[Saved data entries]
□ □ □ □

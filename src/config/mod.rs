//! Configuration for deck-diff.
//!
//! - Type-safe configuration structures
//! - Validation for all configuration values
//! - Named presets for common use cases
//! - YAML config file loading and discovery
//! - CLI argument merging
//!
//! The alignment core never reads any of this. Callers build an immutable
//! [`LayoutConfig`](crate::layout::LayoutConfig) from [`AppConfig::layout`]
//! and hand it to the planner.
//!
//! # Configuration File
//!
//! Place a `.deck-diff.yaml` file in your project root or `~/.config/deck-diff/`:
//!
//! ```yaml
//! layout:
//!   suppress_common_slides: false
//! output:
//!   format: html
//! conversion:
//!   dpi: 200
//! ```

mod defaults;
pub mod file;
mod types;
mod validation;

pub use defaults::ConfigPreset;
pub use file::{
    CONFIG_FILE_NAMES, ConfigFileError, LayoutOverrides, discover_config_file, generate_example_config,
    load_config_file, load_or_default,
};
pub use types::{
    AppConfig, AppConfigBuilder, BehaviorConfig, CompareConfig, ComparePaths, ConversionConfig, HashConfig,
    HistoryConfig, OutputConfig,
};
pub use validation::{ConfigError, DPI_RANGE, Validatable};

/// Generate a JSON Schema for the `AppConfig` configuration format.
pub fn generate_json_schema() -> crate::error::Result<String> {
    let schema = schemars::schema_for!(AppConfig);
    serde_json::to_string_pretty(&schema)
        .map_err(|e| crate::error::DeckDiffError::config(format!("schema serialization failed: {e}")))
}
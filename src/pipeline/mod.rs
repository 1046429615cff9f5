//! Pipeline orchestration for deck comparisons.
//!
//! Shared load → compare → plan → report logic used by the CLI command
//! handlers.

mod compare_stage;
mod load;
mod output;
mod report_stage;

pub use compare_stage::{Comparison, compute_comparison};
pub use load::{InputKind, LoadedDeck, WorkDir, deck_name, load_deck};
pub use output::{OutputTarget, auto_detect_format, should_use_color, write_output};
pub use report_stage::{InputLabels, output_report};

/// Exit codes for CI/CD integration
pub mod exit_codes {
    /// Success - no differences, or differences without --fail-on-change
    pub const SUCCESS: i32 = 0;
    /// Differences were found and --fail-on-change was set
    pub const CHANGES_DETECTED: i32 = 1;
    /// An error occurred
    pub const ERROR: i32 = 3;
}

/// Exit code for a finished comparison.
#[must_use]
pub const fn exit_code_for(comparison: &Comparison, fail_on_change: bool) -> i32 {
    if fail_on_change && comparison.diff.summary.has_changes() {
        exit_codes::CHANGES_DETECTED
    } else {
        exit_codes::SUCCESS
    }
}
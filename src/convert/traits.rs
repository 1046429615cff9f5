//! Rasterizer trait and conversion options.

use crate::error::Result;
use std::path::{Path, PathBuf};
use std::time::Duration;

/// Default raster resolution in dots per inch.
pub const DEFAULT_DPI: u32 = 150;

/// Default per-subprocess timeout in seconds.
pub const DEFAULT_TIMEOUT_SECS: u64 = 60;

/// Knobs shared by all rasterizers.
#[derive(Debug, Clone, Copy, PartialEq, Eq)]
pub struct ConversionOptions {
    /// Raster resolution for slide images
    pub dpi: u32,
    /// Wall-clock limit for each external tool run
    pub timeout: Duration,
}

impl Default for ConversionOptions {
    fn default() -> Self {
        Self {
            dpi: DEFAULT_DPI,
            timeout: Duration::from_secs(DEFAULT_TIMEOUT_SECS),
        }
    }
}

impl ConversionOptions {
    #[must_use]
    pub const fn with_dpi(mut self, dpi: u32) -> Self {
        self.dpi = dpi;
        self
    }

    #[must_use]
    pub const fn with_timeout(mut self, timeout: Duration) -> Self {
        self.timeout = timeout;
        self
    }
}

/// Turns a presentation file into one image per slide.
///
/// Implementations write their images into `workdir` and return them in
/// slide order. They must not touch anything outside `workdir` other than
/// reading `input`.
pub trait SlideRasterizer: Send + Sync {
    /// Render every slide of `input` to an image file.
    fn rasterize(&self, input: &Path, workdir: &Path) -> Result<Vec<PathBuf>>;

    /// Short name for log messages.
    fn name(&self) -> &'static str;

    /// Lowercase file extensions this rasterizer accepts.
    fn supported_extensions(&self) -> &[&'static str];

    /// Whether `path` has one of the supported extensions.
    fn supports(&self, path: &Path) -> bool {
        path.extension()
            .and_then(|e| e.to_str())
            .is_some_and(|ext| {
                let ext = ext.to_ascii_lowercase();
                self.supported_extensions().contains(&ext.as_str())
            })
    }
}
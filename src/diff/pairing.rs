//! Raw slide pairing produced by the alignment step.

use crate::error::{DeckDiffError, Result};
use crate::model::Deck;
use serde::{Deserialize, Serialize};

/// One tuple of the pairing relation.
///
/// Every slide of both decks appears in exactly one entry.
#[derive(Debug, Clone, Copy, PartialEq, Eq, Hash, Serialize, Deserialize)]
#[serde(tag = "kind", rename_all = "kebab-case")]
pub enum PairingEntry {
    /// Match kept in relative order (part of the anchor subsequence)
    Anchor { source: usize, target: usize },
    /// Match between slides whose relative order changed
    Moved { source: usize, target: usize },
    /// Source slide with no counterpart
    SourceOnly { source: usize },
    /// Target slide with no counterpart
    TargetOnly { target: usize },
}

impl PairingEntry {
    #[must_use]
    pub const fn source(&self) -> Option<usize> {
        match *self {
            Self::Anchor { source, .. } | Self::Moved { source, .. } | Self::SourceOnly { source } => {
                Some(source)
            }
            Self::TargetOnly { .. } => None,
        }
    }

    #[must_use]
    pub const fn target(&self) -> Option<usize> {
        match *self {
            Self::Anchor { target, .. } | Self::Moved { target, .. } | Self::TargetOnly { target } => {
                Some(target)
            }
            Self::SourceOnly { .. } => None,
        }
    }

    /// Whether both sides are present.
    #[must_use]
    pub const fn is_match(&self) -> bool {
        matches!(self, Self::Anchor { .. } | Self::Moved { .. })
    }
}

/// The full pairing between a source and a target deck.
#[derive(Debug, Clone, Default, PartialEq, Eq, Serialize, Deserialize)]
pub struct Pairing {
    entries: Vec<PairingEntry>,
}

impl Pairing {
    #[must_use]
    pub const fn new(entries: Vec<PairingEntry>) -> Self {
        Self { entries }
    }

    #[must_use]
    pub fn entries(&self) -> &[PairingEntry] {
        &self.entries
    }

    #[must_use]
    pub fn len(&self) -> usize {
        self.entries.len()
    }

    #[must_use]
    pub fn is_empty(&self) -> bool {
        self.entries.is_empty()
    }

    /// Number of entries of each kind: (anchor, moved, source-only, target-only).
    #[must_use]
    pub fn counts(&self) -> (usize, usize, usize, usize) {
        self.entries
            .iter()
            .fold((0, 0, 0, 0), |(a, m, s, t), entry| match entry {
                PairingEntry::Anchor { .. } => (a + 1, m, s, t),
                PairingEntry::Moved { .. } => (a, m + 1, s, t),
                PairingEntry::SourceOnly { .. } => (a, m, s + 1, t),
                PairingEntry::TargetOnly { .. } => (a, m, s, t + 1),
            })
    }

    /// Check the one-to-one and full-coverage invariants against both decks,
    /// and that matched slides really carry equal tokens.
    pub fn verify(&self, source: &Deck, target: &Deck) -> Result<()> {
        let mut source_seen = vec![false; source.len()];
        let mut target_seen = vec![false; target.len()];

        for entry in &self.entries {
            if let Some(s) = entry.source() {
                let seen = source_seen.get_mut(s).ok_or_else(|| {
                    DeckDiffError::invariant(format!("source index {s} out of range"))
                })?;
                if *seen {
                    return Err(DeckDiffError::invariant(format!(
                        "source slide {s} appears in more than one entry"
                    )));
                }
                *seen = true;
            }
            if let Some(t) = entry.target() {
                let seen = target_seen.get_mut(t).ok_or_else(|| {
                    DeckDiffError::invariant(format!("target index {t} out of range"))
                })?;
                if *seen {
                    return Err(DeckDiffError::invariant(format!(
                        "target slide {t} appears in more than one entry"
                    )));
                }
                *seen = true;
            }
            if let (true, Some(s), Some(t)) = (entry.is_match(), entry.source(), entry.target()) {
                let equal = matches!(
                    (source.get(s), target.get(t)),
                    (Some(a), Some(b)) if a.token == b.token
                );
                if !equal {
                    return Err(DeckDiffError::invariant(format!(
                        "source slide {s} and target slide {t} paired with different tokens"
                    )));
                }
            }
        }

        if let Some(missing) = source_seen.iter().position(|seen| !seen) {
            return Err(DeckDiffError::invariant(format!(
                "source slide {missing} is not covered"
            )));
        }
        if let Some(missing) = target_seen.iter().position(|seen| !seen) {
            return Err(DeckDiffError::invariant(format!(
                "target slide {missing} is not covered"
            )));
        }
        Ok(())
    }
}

□ □ □ □

To do:
Across the records above, how many lines hold the string "each"? The number alone will do.

Your response:
2